## [Source material]

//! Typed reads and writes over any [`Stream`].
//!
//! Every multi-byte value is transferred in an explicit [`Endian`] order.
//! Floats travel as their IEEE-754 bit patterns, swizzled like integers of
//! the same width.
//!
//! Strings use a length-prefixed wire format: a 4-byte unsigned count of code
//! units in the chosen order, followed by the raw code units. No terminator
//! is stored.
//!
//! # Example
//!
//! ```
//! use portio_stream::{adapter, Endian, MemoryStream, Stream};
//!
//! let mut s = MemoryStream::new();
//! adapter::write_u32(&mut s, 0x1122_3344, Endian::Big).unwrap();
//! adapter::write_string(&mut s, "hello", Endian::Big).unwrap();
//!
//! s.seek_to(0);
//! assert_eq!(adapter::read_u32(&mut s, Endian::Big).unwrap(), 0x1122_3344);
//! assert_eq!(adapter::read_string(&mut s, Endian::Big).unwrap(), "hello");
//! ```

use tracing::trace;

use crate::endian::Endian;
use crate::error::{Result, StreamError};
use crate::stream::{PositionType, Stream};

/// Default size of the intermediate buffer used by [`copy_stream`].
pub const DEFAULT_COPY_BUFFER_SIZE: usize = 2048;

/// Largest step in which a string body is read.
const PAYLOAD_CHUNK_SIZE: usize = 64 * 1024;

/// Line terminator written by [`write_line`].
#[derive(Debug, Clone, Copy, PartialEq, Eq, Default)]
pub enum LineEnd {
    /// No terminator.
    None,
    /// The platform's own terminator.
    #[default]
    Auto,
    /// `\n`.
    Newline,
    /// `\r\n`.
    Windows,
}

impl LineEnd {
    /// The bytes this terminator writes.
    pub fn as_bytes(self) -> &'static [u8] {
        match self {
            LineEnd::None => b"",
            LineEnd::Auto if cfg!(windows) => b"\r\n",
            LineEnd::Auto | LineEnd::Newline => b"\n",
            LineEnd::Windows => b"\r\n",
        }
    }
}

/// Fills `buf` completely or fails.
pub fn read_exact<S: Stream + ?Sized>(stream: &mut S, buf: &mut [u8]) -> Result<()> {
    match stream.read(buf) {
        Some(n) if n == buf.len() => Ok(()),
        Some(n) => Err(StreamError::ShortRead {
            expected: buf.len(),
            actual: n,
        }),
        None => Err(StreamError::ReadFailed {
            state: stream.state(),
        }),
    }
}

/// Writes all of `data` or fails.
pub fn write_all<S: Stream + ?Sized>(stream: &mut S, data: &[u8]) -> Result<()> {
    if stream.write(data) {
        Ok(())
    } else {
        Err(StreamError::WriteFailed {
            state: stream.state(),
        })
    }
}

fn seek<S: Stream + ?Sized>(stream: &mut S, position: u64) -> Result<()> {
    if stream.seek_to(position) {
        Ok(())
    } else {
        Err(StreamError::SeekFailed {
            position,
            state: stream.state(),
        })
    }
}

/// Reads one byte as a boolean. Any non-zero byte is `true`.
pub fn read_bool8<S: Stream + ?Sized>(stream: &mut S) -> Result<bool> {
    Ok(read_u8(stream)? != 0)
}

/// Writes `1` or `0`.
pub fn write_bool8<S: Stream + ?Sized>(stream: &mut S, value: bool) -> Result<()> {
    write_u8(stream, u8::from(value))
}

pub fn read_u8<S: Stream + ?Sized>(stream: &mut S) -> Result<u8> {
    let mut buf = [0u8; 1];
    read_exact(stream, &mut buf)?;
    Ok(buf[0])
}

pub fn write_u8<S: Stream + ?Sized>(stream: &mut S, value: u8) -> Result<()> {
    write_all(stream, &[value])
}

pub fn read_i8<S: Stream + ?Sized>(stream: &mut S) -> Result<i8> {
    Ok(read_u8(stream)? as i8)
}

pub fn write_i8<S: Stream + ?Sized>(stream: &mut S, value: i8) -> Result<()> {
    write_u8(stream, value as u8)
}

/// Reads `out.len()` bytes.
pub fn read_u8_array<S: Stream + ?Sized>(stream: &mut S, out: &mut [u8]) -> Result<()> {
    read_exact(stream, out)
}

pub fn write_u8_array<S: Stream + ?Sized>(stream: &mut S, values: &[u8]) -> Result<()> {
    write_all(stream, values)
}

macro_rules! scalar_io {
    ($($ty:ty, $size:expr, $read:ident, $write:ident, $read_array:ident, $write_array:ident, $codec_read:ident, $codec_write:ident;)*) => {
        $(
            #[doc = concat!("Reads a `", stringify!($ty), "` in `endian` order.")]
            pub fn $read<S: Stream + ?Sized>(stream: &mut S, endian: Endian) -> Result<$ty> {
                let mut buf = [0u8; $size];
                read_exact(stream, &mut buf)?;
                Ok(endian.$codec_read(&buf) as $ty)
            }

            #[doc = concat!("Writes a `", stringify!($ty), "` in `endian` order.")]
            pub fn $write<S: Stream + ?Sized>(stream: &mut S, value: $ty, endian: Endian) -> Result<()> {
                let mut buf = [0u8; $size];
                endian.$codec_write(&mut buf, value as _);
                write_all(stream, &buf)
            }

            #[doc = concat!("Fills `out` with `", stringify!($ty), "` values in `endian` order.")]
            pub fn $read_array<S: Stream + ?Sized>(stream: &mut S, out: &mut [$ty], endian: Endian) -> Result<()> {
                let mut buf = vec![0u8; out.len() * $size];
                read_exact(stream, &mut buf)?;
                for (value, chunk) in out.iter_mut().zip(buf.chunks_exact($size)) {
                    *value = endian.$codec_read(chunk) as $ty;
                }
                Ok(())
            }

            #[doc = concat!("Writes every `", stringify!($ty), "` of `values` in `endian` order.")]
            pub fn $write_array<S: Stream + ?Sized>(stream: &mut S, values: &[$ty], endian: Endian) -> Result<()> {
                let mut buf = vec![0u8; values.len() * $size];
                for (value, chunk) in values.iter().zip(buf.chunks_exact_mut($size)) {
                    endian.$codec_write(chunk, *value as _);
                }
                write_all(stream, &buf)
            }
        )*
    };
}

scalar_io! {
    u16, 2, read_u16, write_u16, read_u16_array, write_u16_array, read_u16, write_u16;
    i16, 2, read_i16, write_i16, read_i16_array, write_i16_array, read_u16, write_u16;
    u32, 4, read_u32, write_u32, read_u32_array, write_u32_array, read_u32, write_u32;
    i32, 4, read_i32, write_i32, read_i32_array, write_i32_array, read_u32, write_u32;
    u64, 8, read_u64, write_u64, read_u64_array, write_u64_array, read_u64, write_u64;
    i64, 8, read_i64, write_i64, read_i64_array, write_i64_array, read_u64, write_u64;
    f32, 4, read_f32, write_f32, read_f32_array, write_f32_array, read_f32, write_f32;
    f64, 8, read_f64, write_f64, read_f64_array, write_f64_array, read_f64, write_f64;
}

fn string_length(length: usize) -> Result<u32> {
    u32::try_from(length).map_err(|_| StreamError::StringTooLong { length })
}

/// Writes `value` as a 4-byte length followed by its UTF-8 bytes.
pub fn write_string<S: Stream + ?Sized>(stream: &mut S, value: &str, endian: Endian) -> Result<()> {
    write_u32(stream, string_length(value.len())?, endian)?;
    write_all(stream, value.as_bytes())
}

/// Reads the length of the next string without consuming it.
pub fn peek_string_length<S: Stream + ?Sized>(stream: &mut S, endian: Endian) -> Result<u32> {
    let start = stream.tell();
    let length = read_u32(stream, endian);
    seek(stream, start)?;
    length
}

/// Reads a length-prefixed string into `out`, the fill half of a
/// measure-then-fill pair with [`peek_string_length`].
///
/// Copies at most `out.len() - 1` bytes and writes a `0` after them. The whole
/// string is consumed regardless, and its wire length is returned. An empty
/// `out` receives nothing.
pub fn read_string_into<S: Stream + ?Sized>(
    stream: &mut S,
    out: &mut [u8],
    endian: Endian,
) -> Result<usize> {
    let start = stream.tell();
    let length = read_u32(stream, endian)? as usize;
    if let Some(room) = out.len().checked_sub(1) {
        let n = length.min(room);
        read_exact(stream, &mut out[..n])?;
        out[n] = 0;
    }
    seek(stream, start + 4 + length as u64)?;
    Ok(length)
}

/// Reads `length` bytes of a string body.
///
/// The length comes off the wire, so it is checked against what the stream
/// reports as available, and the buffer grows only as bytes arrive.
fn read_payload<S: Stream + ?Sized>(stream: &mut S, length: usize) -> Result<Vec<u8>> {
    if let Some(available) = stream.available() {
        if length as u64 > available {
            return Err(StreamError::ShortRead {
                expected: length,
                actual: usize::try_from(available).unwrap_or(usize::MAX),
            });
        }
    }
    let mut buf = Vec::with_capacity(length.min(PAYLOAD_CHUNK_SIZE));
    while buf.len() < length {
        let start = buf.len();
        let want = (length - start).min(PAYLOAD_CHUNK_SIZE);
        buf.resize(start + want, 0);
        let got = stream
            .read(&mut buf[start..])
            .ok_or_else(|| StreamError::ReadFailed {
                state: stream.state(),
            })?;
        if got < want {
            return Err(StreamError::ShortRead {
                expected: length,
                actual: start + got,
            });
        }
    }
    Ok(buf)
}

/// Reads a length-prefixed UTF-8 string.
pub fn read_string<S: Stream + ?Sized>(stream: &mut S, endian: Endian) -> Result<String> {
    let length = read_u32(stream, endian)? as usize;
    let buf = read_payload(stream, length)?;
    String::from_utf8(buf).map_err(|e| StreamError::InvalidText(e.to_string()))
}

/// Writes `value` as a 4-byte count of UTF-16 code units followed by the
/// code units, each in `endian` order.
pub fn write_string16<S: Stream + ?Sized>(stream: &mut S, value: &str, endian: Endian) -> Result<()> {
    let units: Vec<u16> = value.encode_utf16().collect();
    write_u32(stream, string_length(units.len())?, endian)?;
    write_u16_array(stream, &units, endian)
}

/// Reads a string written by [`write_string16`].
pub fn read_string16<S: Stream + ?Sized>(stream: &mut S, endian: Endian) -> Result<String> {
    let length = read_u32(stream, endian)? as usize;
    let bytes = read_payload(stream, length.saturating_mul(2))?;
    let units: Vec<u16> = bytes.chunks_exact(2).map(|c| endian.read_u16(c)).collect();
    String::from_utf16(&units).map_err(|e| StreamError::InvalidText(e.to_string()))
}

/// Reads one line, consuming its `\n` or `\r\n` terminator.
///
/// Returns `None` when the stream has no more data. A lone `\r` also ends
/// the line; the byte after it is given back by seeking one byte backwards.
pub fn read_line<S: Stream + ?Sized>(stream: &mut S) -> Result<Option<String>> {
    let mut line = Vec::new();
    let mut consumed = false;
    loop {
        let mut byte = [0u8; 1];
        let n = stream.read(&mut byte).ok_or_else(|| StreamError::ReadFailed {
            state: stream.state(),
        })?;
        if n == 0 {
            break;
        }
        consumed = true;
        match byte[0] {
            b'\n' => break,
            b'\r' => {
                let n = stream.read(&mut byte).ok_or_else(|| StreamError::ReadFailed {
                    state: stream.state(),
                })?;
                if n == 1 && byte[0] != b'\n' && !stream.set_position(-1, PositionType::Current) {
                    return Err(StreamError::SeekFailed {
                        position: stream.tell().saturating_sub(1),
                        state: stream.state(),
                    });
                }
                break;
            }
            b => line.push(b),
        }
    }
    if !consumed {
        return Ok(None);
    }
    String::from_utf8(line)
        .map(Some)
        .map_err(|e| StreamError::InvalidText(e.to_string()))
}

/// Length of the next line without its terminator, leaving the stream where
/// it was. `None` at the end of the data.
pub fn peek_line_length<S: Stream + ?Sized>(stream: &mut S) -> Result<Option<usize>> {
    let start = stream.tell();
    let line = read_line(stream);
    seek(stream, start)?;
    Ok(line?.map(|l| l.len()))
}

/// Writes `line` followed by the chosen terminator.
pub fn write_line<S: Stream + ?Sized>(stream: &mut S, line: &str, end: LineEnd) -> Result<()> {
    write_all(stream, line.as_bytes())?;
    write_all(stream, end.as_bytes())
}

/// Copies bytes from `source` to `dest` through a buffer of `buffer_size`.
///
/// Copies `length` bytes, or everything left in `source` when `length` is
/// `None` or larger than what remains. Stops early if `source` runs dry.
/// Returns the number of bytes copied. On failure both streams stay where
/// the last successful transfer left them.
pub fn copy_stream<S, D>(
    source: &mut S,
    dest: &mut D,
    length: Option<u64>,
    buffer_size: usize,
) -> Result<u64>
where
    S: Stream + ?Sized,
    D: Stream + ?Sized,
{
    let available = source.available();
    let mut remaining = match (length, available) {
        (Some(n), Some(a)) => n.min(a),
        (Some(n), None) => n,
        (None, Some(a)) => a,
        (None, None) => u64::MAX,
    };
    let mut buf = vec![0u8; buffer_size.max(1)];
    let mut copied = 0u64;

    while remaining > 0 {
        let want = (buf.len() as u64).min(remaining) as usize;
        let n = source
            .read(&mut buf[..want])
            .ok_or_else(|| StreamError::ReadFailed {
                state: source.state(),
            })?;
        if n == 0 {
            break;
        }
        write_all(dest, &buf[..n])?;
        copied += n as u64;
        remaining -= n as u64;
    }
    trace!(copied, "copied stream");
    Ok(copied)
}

## [Your task]
When the word "remaining" shows up in a line of the entries, report that line.

## [Written solution]
    let mut remaining = match (length, available) {
    while remaining > 0 {
        let want = (buf.len() as u64).min(remaining) as usize;
        remaining -= n as u64;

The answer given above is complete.